Lines after the one containing "falling back to" are to be omitted; print exactly each line from the start of the records up to and including it.
---------- Task data ----------
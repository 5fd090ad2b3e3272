//! Game session state machine
//!
//! A `GameSession` is the one mutable aggregate: root word, accepted-word
//! history, score, and countdown. Front ends drive it through three
//! operations (`start_game`, `submit_word`, `tick`) and re-read state after
//! each call; the session itself never touches a terminal or a clock.

use crate::core::{Rejection, Verdict, score_delta, validate};
use crate::lexicon::Lexicon;
use rand::seq::IndexedRandom;

/// Fallback root used when the candidate list is empty
pub const DEFAULT_ROOT: &str = "silkworm";

/// Length of one round, in seconds
pub const ROUND_SECONDS: u32 = 60;

/// Result of submitting one word
#[derive(Debug, Clone, PartialEq, Eq)]
pub enum SubmitOutcome {
    /// Word passed every rule; `delta` was added to the score
    Accepted { word: String, delta: u32 },
    /// A rule failed; session state is untouched
    Rejected(Rejection),
    /// Empty submission; silently dropped
    Ignored,
}

/// Result of one timer tick
#[derive(Debug, Clone, Copy, PartialEq, Eq)]
pub enum TickOutcome {
    /// Countdown still running
    Counting,
    /// Timer had expired; a fresh round was started
    Restarted,
}

/// One round of the game plus its borrowed collaborators
///
/// The lexicon and the candidate-root slice outlive the session, mirroring
/// how word lists are loaded once at startup and shared.
pub struct GameSession<'a, L: Lexicon> {
    lexicon: &'a L,
    roots: &'a [String],
    language: String,
    root_word: String,
    used_words: Vec<String>,
    score: u32,
    remaining_seconds: u32,
    timer_active: bool,
}

impl<'a, L: Lexicon> GameSession<'a, L> {
    /// Create a session and start the first round immediately
    ///
    /// Draws a root word at random from `roots`, falling back to
    /// [`DEFAULT_ROOT`] if the list is empty. An empty list is a degraded
    /// configuration, not an error; a missing list entirely is handled as a
    /// fatal condition by the caller before any session exists.
    pub fn new(lexicon: &'a L, roots: &'a [String], language: impl Into<String>) -> Self {
        let mut session = Self {
            lexicon,
            roots,
            language: language.into(),
            root_word: String::new(),
            used_words: Vec::new(),
            score: 0,
            remaining_seconds: ROUND_SECONDS,
            timer_active: true,
        };
        session.start_game();
        session
    }

    /// Start a fresh round, replacing all round state wholesale
    ///
    /// Draws a new root word, clears the history, zeroes the score, and
    /// rewinds the countdown.
    pub fn start_game(&mut self) {
        let mut rng = rand::rng();
        self.root_word = self
            .roots
            .choose(&mut rng)
            .cloned()
            .unwrap_or_else(|| DEFAULT_ROOT.to_string());
        self.used_words.clear();
        self.score = 0;
        self.remaining_seconds = ROUND_SECONDS;
        self.timer_active = true;
    }

    /// Submit a word for this round
    ///
    /// Runs the validation pipeline; on acceptance the normalized word goes
    /// to the front of the history and the score grows by `10 + length`.
    /// Rejections leave every field unchanged.
    pub fn submit_word(&mut self, raw: &str) -> SubmitOutcome {
        match validate(
            raw,
            &self.root_word,
            &self.used_words,
            self.lexicon,
            &self.language,
        ) {
            Verdict::Accepted(word) => {
                let delta = score_delta(&word);
                self.used_words.insert(0, word.clone());
                self.score += delta;
                SubmitOutcome::Accepted { word, delta }
            }
            Verdict::Rejected(rejection) => SubmitOutcome::Rejected(rejection),
            Verdict::Ignored => SubmitOutcome::Ignored,
        }
    }

    /// Advance the countdown by one second
    ///
    /// While the timer is active and time remains, decrements. Once the
    /// countdown has hit zero, the next tick stops the timer and starts a
    /// fresh round; the expired state is never observable across two ticks.
    pub fn tick(&mut self) -> TickOutcome {
        if self.timer_active && self.remaining_seconds > 0 {
            self.remaining_seconds -= 1;
            TickOutcome::Counting
        } else {
            self.timer_active = false;
            self.start_game();
            TickOutcome::Restarted
        }
    }

    /// The root word for the current round
    #[must_use]
    pub fn root_word(&self) -> &str {
        &self.root_word
    }

    /// Accepted words, most recent first
    #[must_use]
    pub fn used_words(&self) -> &[String] {
        &self.used_words
    }

    /// Current score
    #[must_use]
    pub fn score(&self) -> u32 {
        self.score
    }

    /// Seconds left on the countdown
    #[must_use]
    pub fn remaining_seconds(&self) -> u32 {
        self.remaining_seconds
    }

    /// True while the countdown is running
    #[must_use]
    pub fn timer_active(&self) -> bool {
        self.timer_active
    }

    /// Language tag passed to the lexicon
    #[must_use]
    pub fn language(&self) -> &str {
        &self.language
    }
}
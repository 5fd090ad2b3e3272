//! Dictionary-membership boundary
//!
//! The realness rule asks an opaque oracle whether a word exists. The trait
//! takes a language tag even though only `"en"` ships today, so a future
//! multi-language backend slots in without touching the pipeline.

use crate::wordlists::DICTIONARY;
use rustc_hash::FxHashSet;

/// Default language tag used when none is configured
pub const DEFAULT_LANGUAGE: &str = "en";

/// Answers dictionary-membership queries
pub trait Lexicon {
    /// True if `word` is a recognized dictionary entry for `language`
    fn is_recognized(&self, word: &str, language: &str) -> bool;
}

/// Lexicon backed by the word list compiled into the binary
#[derive(Debug, Clone)]
pub struct EmbeddedLexicon {
    words: FxHashSet<&'static str>,
    language: &'static str,
}

impl EmbeddedLexicon {
    /// Build the English lexicon from the embedded dictionary
    #[must_use]
    pub fn new() -> Self {
        Self {
            words: DICTIONARY.iter().copied().collect(),
            language: DEFAULT_LANGUAGE,
        }
    }

    /// Number of entries in the lexicon
    #[must_use]
    pub fn len(&self) -> usize {
        self.words.len()
    }

    /// True if the lexicon holds no entries
    #[must_use]
    pub fn is_empty(&self) -> bool {
        self.words.is_empty()
    }
}

impl Default for EmbeddedLexicon {
    fn default() -> Self {
        Self::new()
    }
}

impl Lexicon for EmbeddedLexicon {
    fn is_recognized(&self, word: &str, language: &str) -> bool {
        // Unknown language tags answer false rather than guessing
        language == self.language && self.words.contains(word)
    }
}

/// Lexicon loaded from a user-supplied word list file
///
/// Built by `main` from the `--dictionary` flag via
/// [`crate::wordlists::loader::load_from_file`].
#[derive(Debug, Clone)]
pub struct FileLexicon {
    words: FxHashSet<String>,
    language: String,
}

impl FileLexicon {
    /// Wrap an already-loaded word list, tagged with its language
    #[must_use]
    pub fn new(words: Vec<String>, language: impl Into<String>) -> Self {
        Self {
            words: words.into_iter().collect(),
            language: language.into(),
        }
    }
}

impl Lexicon for FileLexicon {
    fn is_recognized(&self, word: &str, language: &str) -> bool {
        language == self.language && self.words.contains(word)
    }
}

#[cfg(test)]
mod tests {
    use super::*;

    #[test]
    fn embedded_recognizes_common_words() {
        let lexicon = EmbeddedLexicon::new();
        assert!(lexicon.is_recognized("silk", "en"));
        assert!(lexicon.is_recognized("worm", "en"));
        assert!(lexicon.is_recognized("silkworm", "en"));
    }

    #[test]
    fn embedded_rejects_nonsense() {
        let lexicon = EmbeddedLexicon::new();
        assert!(!lexicon.is_recognized("zzqzz", "en"));
        assert!(!lexicon.is_recognized("", "en"));
    }

    #[test]
    fn embedded_rejects_other_languages() {
        let lexicon = EmbeddedLexicon::new();
        assert!(!lexicon.is_recognized("silk", "fr"));
        assert!(!lexicon.is_recognized("silk", ""));
    }

    #[test]
    fn file_lexicon_membership() {
        let lexicon = FileLexicon::new(vec!["silk".to_string(), "worm".to_string()], "en");
        assert!(lexicon.is_recognized("silk", "en"));
        assert!(!lexicon.is_recognized("moth", "en"));
        assert!(!lexicon.is_recognized("silk", "de"));
    }
}
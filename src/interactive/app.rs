//! TUI application state and logic

use crate::lexicon::Lexicon;
use crate::session::{GameSession, SubmitOutcome, TickOutcome};
use anyhow::Result;
use crossterm::{
    event::{self, Event, KeyCode, KeyEventKind, KeyModifiers},
    execute,
    terminal::{EnterAlternateScreen, LeaveAlternateScreen, disable_raw_mode, enable_raw_mode},
};
use ratatui::{Terminal, backend::CrosstermBackend};
use std::io;
use std::time::{Duration, Instant};

/// Running totals across rounds
#[derive(Debug, Default, Clone)]
pub struct Statistics {
    pub rounds_played: usize,
    pub words_accepted: usize,
    pub best_score: u32,
}

/// Feedback line shown in the message log
#[derive(Debug, Clone)]
pub struct Message {
    pub text: String,
    pub style: MessageStyle,
}

#[derive(Debug, Clone)]
pub enum MessageStyle {
    Info,
    Success,
    Error,
}

/// Application state
pub struct App<'a, L: Lexicon> {
    pub session: GameSession<'a, L>,
    pub input_buffer: String,
    pub messages: Vec<Message>,
    pub stats: Statistics,
    pub should_quit: bool,
}

impl<'a, L: Lexicon> App<'a, L> {
    #[must_use]
    pub fn new(session: GameSession<'a, L>) -> Self {
        let root = session.root_word().to_uppercase();
        Self {
            session,
            input_buffer: String::new(),
            messages: vec![
                Message {
                    text: format!("Spell words from the letters of {root}."),
                    style: MessageStyle::Info,
                },
                Message {
                    text: "Type a word and press Enter. Ctrl+N for a new game.".to_string(),
                    style: MessageStyle::Info,
                },
            ],
            stats: Statistics::default(),
            should_quit: false,
        }
    }

    /// Submit the current input buffer to the session
    pub fn submit_input(&mut self) {
        let raw = self.input_buffer.clone();
        match self.session.submit_word(&raw) {
            SubmitOutcome::Accepted { word, delta } => {
                self.stats.words_accepted += 1;
                self.add_message(
                    &format!("{} accepted, +{delta} points", word.to_uppercase()),
                    MessageStyle::Success,
                );
                // Only an accepted word clears the buffer; a rejected one
                // stays put for editing
                self.input_buffer.clear();
            }
            SubmitOutcome::Rejected(rejection) => {
                self.add_message(
                    &format!("{}: {}", rejection.title, rejection.message),
                    MessageStyle::Error,
                );
            }
            SubmitOutcome::Ignored => {
                self.input_buffer.clear();
            }
        }
    }

    /// Start a new round at the player's request
    pub fn new_game(&mut self) {
        self.finish_round();
        self.session.start_game();
        self.input_buffer.clear();
        self.announce_round("New game started!");
    }

    /// Advance the countdown by one second
    pub fn tick(&mut self) {
        // The session restarts itself on the tick after expiry; the app just
        // narrates it and rolls the stats over
        let score_before = self.session.score();
        if self.session.tick() == TickOutcome::Restarted {
            self.stats.rounds_played += 1;
            self.stats.best_score = self.stats.best_score.max(score_before);
            self.input_buffer.clear();
            self.announce_round(&format!("Time's up! You scored {score_before}."));
        }
    }

    fn finish_round(&mut self) {
        self.stats.rounds_played += 1;
        self.stats.best_score = self.stats.best_score.max(self.session.score());
    }

    fn announce_round(&mut self, lead: &str) {
        let root = self.session.root_word().to_uppercase();
        self.add_message(lead, MessageStyle::Info);
        self.add_message(&format!("New root word: {root}"), MessageStyle::Info);
    }

    pub fn add_message(&mut self, text: &str, style: MessageStyle) {
        self.messages.push(Message {
            text: text.to_string(),
            style,
        });

        // Keep only last 5 messages
        if self.messages.len() > 5 {
            self.messages.remove(0);
        }
    }
}

/// Run the TUI application
///
/// # Errors
///
/// Returns an error if terminal setup/cleanup fails or if there's an I/O
/// error during rendering or event handling.
pub fn run_tui<L: Lexicon>(app: App<'_, L>) -> Result<()> {
    // Setup terminal
    enable_raw_mode()?;
    let mut stdout = io::stdout();
    execute!(stdout, EnterAlternateScreen)?;
    let backend = CrosstermBackend::new(stdout);
    let mut terminal = Terminal::new(backend)?;

    // Run app
    let res = run_app(&mut terminal, app);

    // Restore terminal
    disable_raw_mode()?;
    execute!(terminal.backend_mut(), LeaveAlternateScreen)?;
    terminal.show_cursor()?;

    if let Err(err) = res {
        eprintln!("Error: {err}");
    }

    Ok(())
}

fn run_app<B: ratatui::backend::Backend, L: Lexicon>(
    terminal: &mut Terminal<B>,
    mut app: App<'_, L>,
) -> Result<()> {
    const TICK_INTERVAL: Duration = Duration::from_secs(1);
    let mut last_tick = Instant::now();

    loop {
        terminal.draw(|f| super::rendering::ui(f, &app))?;

        // Wait for input, but wake up in time for the next countdown tick
        let timeout = TICK_INTERVAL.saturating_sub(last_tick.elapsed());
        if event::poll(timeout)? {
            if let Event::Key(key) = event::read()? {
                // Only process key press events (fixes Windows double-input bug)
                if key.kind != KeyEventKind::Press {
                    continue;
                }

                match key.code {
                    KeyCode::Char('c') if key.modifiers.contains(KeyModifiers::CONTROL) => {
                        app.should_quit = true;
                    }
                    KeyCode::Char('n') if key.modifiers.contains(KeyModifiers::CONTROL) => {
                        app.new_game();
                    }
                    KeyCode::Esc => {
                        app.should_quit = true;
                    }
                    KeyCode::Char(c) => {
                        app.input_buffer.push(c);
                    }
                    KeyCode::Backspace => {
                        app.input_buffer.pop();
                    }
                    KeyCode::Enter => {
                        app.submit_input();
                    }
                    _ => {}
                }
            }
        }

        // Submit and tick stay serialized on this one loop
        if last_tick.elapsed() >= TICK_INTERVAL {
            app.tick();
            last_tick = Instant::now();
        }

        if app.should_quit {
            break;
        }
    }

    Ok(())
}

#[cfg(test)]
mod tests {
    use super::*;
    use rustc_hash::FxHashSet;

    struct SetLexicon(FxHashSet<&'static str>);

    impl Lexicon for SetLexicon {
        fn is_recognized(&self, word: &str, _language: &str) -> bool {
            self.0.contains(word)
        }
    }

    fn lexicon_of(words: &[&'static str]) -> SetLexicon {
        SetLexicon(words.iter().copied().collect())
    }

    #[test]
    fn accepted_submission_clears_buffer() {
        let lexicon = lexicon_of(&["silk"]);
        let roots = vec!["silkworm".to_string()];
        let mut app = App::new(GameSession::new(&lexicon, &roots, "en"));

        app.input_buffer = "silk".to_string();
        app.submit_input();
        assert!(app.input_buffer.is_empty());
        assert_eq!(app.session.score(), 14);
        assert_eq!(app.stats.words_accepted, 1);
    }

    #[test]
    fn rejected_submission_keeps_buffer() {
        let lexicon = lexicon_of(&[]);
        let roots = vec!["silkworm".to_string()];
        let mut app = App::new(GameSession::new(&lexicon, &roots, "en"));

        app.input_buffer = "silky".to_string();
        app.submit_input();
        assert_eq!(app.input_buffer, "silky");
        assert_eq!(app.session.score(), 0);
    }

    #[test]
    fn expiry_tick_rolls_stats_over() {
        let lexicon = lexicon_of(&["silk"]);
        let roots = vec!["silkworm".to_string()];
        let mut app = App::new(GameSession::new(&lexicon, &roots, "en"));

        app.input_buffer = "silk".to_string();
        app.submit_input();

        // Drain the countdown, then trigger the restart tick
        for _ in 0..crate::session::ROUND_SECONDS {
            app.tick();
        }
        assert_eq!(app.stats.rounds_played, 0);
        app.tick();
        assert_eq!(app.stats.rounds_played, 1);
        assert_eq!(app.stats.best_score, 14);
        assert_eq!(app.session.score(), 0);
    }

    #[test]
    fn message_log_is_capped() {
        let lexicon = lexicon_of(&[]);
        let roots = vec!["silkworm".to_string()];
        let mut app = App::new(GameSession::new(&lexicon, &roots, "en"));

        for i in 0..10 {
            app.add_message(&format!("message {i}"), MessageStyle::Info);
        }
        assert_eq!(app.messages.len(), 5);
        assert_eq!(app.messages.last().unwrap().text, "message 9");
    }
}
----------
_Written solution_:
repository 5fd090ad2b3e3272
//! Game session state machine
//!
//! A `GameSession` is the one mutable aggregate: root word, accepted-word
//! history, score, and countdown. Front ends drive it through three
//! operations (`start_game`, `submit_word`, `tick`) and re-read state after
//! each call; the session itself never touches a terminal or a clock.

use crate::core::{Rejection, Verdict, score_delta, validate};
use crate::lexicon::Lexicon;
use rand::seq::IndexedRandom;

/// Fallback root used when the candidate list is empty
pub const DEFAULT_ROOT: &str = "silkworm";

/// Length of one round, in seconds
pub const ROUND_SECONDS: u32 = 60;

/// Result of submitting one word
#[derive(Debug, Clone, PartialEq, Eq)]
pub enum SubmitOutcome {
    /// Word passed every rule; `delta` was added to the score
    Accepted { word: String, delta: u32 },
    /// A rule failed; session state is untouched
    Rejected(Rejection),
    /// Empty submission; silently dropped
    Ignored,
}

/// Result of one timer tick
#[derive(Debug, Clone, Copy, PartialEq, Eq)]
pub enum TickOutcome {
    /// Countdown still running
    Counting,
    /// Timer had expired; a fresh round was started
    Restarted,
}

/// One round of the game plus its borrowed collaborators
///
/// The lexicon and the candidate-root slice outlive the session, mirroring
/// how word lists are loaded once at startup and shared.
pub struct GameSession<'a, L: Lexicon> {
    lexicon: &'a L,
    roots: &'a [String],
    language: String,
    root_word: String,
    used_words: Vec<String>,
    score: u32,
    remaining_seconds: u32,
    timer_active: bool,
}

impl<'a, L: Lexicon> GameSession<'a, L> {
    /// Create a session and start the first round immediately
    ///
    /// Draws a root word at random from `roots`, falling back to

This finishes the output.